Driving the news: The volunteer-run fund, which helps people seeking abortions coordinate and pay for abortion care, has seen just a small spike in donations this week, Kelley said.

Flashback: In the months after the Dobbs decision overturning Roe was leaked and later formally issued, the group raised more than three times the previous year's budget.

Yes, but: The so-called "rage giving" slowed last year, Kelley said. The group received $272,000 in individual donations last year compared to $755,000 in 2022, according to the fund's 2023 impact report.

  • In the meantime, demand has increased. The group fielded 910 calls in 2021, 1,761 in 2022 and 3,389 last year.

The big picture: Abortion funds across the country have faced similar drop-offs in giving as demand for services has increased, per the Associated Press.

Between the lines: The Florida Supreme Court set the six-week ban in motion at the same time justices ruled that a proposed constitutional amendment restoring abortion access could go on the ballot this November.
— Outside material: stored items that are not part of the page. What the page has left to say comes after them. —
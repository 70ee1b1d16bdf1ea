//! File-backed credential store.
//!
//! The store is a JSON object mapping username to `salt$hash`. It is read in
//! full on every operation and rewritten in full on every change; there is no
//! in-memory cache. Concurrent writers are last-writer-wins.

use super::password::{hash_password, verify_password};
use crate::util::write_atomic;
use std::collections::BTreeMap;
use std::path::{Path, PathBuf};
use subtle::ConstantTimeEq;

/// Username → stored hash.
pub type Credentials = BTreeMap<String, String>;

/// Dummy stored hash used to equalize timing when the username is unknown.
const DUMMY_STORED_HASH: &str =
    "00000000000000000000000000000000$0000000000000000000000000000000000000000000000000000000000000000";

/// Failures from the credential store and the authentication flow.
#[derive(Debug, thiserror::Error)]
pub enum AuthError {
    #[error("invalid credentials")]
    InvalidCredentials,
    #[error("current password incorrect")]
    CurrentPasswordIncorrect,
    #[error("passwords do not match")]
    PasswordMismatch,
    #[error("credential store {location} is corrupt: {source}")]
    CorruptStore {
        location: String,
        #[source]
        source: serde_json::Error,
    },
    #[error("credential store I/O failed: {0}")]
    Io(#[from] std::io::Error),
}

impl AuthError {
    /// True for outcomes caused by the caller's input rather than the store.
    pub fn is_rejection(&self) -> bool {
        matches!(
            self,
            Self::InvalidCredentials | Self::CurrentPasswordIncorrect | Self::PasswordMismatch
        )
    }
}

/// The account seeded into an empty store on first run.
#[derive(Debug, Clone)]
pub struct BootstrapAccount {
    pub username: String,
    pub password: String,
}

impl Default for BootstrapAccount {
    fn default() -> Self {
        Self {
            username: "admin".into(),
            password: "secret123".into(),
        }
    }
}

/// A user whose password has just been verified.
#[derive(Debug, Clone, PartialEq, Eq)]
pub struct AuthenticatedUser {
    pub username: String,
}

/// Whole-document persistence for the credential mapping.
pub trait CredentialBackend: Send + Sync {
    fn exists(&self) -> std::io::Result<bool>;
    fn read(&self) -> std::io::Result<String>;
    fn write(&self, contents: &str) -> std::io::Result<()>;
    /// Human-readable location for log and error messages.
    fn describe(&self) -> String;
}

/// Credential file on local disk, replaced atomically on write.
pub struct FileBackend {
    path: PathBuf,
}

impl FileBackend {
    pub fn new(path: impl Into<PathBuf>) -> Self {
        Self { path: path.into() }
    }

    pub fn path(&self) -> &Path {
        &self.path
    }
}

impl CredentialBackend for FileBackend {
    fn exists(&self) -> std::io::Result<bool> {
        self.path.try_exists()
    }

    fn read(&self) -> std::io::Result<String> {
        std::fs::read_to_string(&self.path)
    }

    fn write(&self, contents: &str) -> std::io::Result<()> {
        write_atomic(&self.path, contents.as_bytes())
    }

    fn describe(&self) -> String {
        self.path.display().to_string()
    }
}

/// Credential store plus the login / change-password flows built on it.
pub struct CredentialStore {
    backend: Box<dyn CredentialBackend>,
    bootstrap: BootstrapAccount,
}

impl CredentialStore {
    /// Open the credential file at `path`. Nothing is touched on disk until
    /// the first operation.
    pub fn open(path: impl Into<PathBuf>, bootstrap: BootstrapAccount) -> Self {
        Self::with_backend(Box::new(FileBackend::new(path)), bootstrap)
    }

    pub fn with_backend(
        backend: Box<dyn CredentialBackend>,
        bootstrap: BootstrapAccount,
    ) -> Self {
        Self { backend, bootstrap }
    }

    pub fn location(&self) -> String {
        self.backend.describe()
    }

    // ── Persistence ─────────────────────────────────────────────────

    /// Create the store with the bootstrap account if it does not exist yet.
    /// Returns `true` when the store was created by this call.
    pub fn ensure_initialized(&self) -> Result<bool, AuthError> {
        if self.backend.exists()? {
            return Ok(false);
        }

        let mut users = Credentials::new();
        users.insert(
            self.bootstrap.username.clone(),
            hash_password(&self.bootstrap.password),
        );
        self.write_all(&users)?;

        tracing::warn!(
            location = %self.backend.describe(),
            "Created credential store with default credentials: {} / {} (change this password after first login)",
            self.bootstrap.username,
            self.bootstrap.password
        );
        Ok(true)
    }

    /// Read the full mapping, bootstrapping the store first if needed.
    pub fn load(&self) -> Result<Credentials, AuthError> {
        self.ensure_initialized()?;
        let raw = self.backend.read()?;
        serde_json::from_str(&raw).map_err(|source| AuthError::CorruptStore {
            location: self.backend.describe(),
            source,
        })
    }

    /// Overwrite the store with the full mapping.
    pub fn save(&self, users: &Credentials) -> Result<(), AuthError> {
        self.write_all(users)
    }

    fn write_all(&self, users: &Credentials) -> Result<(), AuthError> {
        let body = serde_json::to_string(users).map_err(|source| AuthError::CorruptStore {
            location: self.backend.describe(),
            source,
        })?;
        self.backend.write(&body)?;
        Ok(())
    }

    // ── Authentication flow ─────────────────────────────────────────

    /// Verify a username + password pair.
    ///
    /// Unknown user and wrong password both yield
    /// [`AuthError::InvalidCredentials`].
    pub fn authenticate(
        &self,
        username: &str,
        password: &str,
    ) -> Result<AuthenticatedUser, AuthError> {
        let users = self.load()?;
        match users.get(username) {
            Some(stored) if verify_password(password, stored) => Ok(AuthenticatedUser {
                username: username.to_string(),
            }),
            Some(_) => Err(AuthError::InvalidCredentials),
            None => {
                // Perform dummy verification to prevent timing side-channel
                let _ = verify_password(password, DUMMY_STORED_HASH);
                Err(AuthError::InvalidCredentials)
            }
        }
    }

    /// Change `username`'s password after checking the current one.
    pub fn change_password(
        &self,
        username: &str,
        current: &str,
        new_password: &str,
        confirm: &str,
    ) -> Result<(), AuthError> {
        let mut users = self.load()?;
        let current_ok = users
            .get(username)
            .is_some_and(|stored| verify_password(current, stored));
        if !current_ok {
            return Err(AuthError::CurrentPasswordIncorrect);
        }
        if new_password != confirm {
            return Err(AuthError::PasswordMismatch);
        }

        users.insert(username.to_string(), hash_password(new_password));
        self.save(&users)?;
        tracing::info!(username, "Password changed");
        Ok(())
    }

    /// Create or overwrite an account's password without checking the old
    /// one. Operator use only.
    pub fn set_password(&self, username: &str, new_password: &str) -> Result<(), AuthError> {
        let mut users = self.load()?;
        let created = users
            .insert(username.to_string(), hash_password(new_password))
            .is_none();
        self.save(&users)?;
        tracing::info!(username, created, "Password set by operator");
        Ok(())
    }

    /// Whether `password` is the configured first-run password.
    pub fn is_bootstrap_password(&self, password: &str) -> bool {
        password
            .as_bytes()
            .ct_eq(self.bootstrap.password.as_bytes())
            .into()
    }
}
  • News of the referendum's approval likely overshadowed the urgency of the stricter ban, Kelley said.

What they're saying: "It was personally quite frustrating on Monday to see celebration … knowing how many people are not going to be able to get an abortion between May and, if the ballot measure passes, whenever that goes into effect," Kelley said.

The bottom line: "It's really important that if you care about people having access to abortion," she said, "you help support us."